**PROMPT**
If a line of the data below holds the string "TextureCache", copy it.

[Saved entries]

....

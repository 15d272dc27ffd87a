//! The [`AssetStore`] bundles one cache per asset type under a single config.
//!
//! Models resolve their material textures through the same texture cache
//! that [`AssetStore::texture`] uses, so a texture shared by several
//! materials (or requested directly) is loaded once while anything holds it.

use std::rc::Rc;
use tracing::debug;

use super::model_loader::{ModelCache, ModelLoader};
use super::shader::{Shader, ShaderCache, ShaderLoader};
use super::texture::{Texture, TextureCache, TextureLoader};
use crate::config::AssetConfig;
use crate::graphics::model::Model;

#[derive(Debug)]
pub struct AssetStore {
    pub config: AssetConfig,
    pub textures: Rc<TextureCache>,
    pub shaders: ShaderCache,
    pub models: ModelCache,
}

impl AssetStore {
    pub fn new(config: AssetConfig) -> Self {
        debug!(asset_root = ?config.asset_root, "Creating asset store");
        let textures = Rc::new(TextureCache::new(TextureLoader::new(&config.asset_root)));
        let shaders = ShaderCache::new(ShaderLoader::new(&config.asset_root));
        let models = ModelCache::new(ModelLoader::new(config.clone(), Rc::clone(&textures)));

        Self {
            config,
            textures,
            shaders,
            models,
        }
    }

    /// Load or fetch a model by key, e.g. `models/crate.obj`
    pub fn model(&self, key: &str) -> Option<Rc<Model>> {
        self.models.cache(key)
    }

    /// Load or fetch a texture by key, e.g. `textures/crate.png`
    pub fn texture(&self, key: &str) -> Option<Rc<Texture>> {
        self.textures.cache(key)
    }

    /// Load or fetch a shader by its name inside the shaders directory
    pub fn shader(&self, name: &str) -> Option<Rc<Shader>> {
        let key = self.config.shader_key(name).ok()?;
        self.shaders.cache(&key)
    }

    /// Drop dead entries from every cache
    pub fn purge(&self) -> usize {
        self.textures.purge() + self.shaders.purge() + self.models.purge()
    }
}

impl Default for AssetStore {
    fn default() -> Self {
        Self::new(AssetConfig::default())
    }
}

#[cfg(test)]
mod tests {
    use super::*;
    use std::fs;

    #[test]
    fn test_store_shares_texture_cache_with_models() {
        let store = AssetStore::new(AssetConfig::new("does-not-exist"));
        assert!(Rc::ptr_eq(&store.textures, store.models.loader().textures()));
    }

    #[test]
    fn test_shader_lookup_goes_through_shaders_dir() {
        let dir = tempfile::tempdir().unwrap();
        fs::create_dir(dir.path().join("shaders")).unwrap();
        fs::write(dir.path().join("shaders/basic.wgsl"), "@vertex fn vs() {}").unwrap();

        let store = AssetStore::new(AssetConfig::new(dir.path()));
        let shader = store.shader("basic.wgsl").unwrap();
        assert!(Rc::ptr_eq(&shader, &store.shaders.lookup("shaders/basic.wgsl").unwrap()));
        assert!(store.shader("../basic.wgsl").is_none());
        assert!(store.shader("missing.wgsl").is_none());
    }

    #[test]
    fn test_purge_counts_all_caches() {
        let dir = tempfile::tempdir().unwrap();
        fs::create_dir(dir.path().join("shaders")).unwrap();
        fs::write(dir.path().join("shaders/a.frag"), "void main() {}").unwrap();

        let store = AssetStore::new(AssetConfig::new(dir.path()));
        drop(store.shader("a.frag"));
        assert_eq!(store.purge(), 1);
        assert_eq!(store.purge(), 0);
    }
}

....

**TASK OUTPUT**
use super::texture::{Texture, TextureCache, TextureLoader};
    pub textures: Rc<TextureCache>,
        let textures = Rc::new(TextureCache::new(TextureLoader::new(&config.asset_root)));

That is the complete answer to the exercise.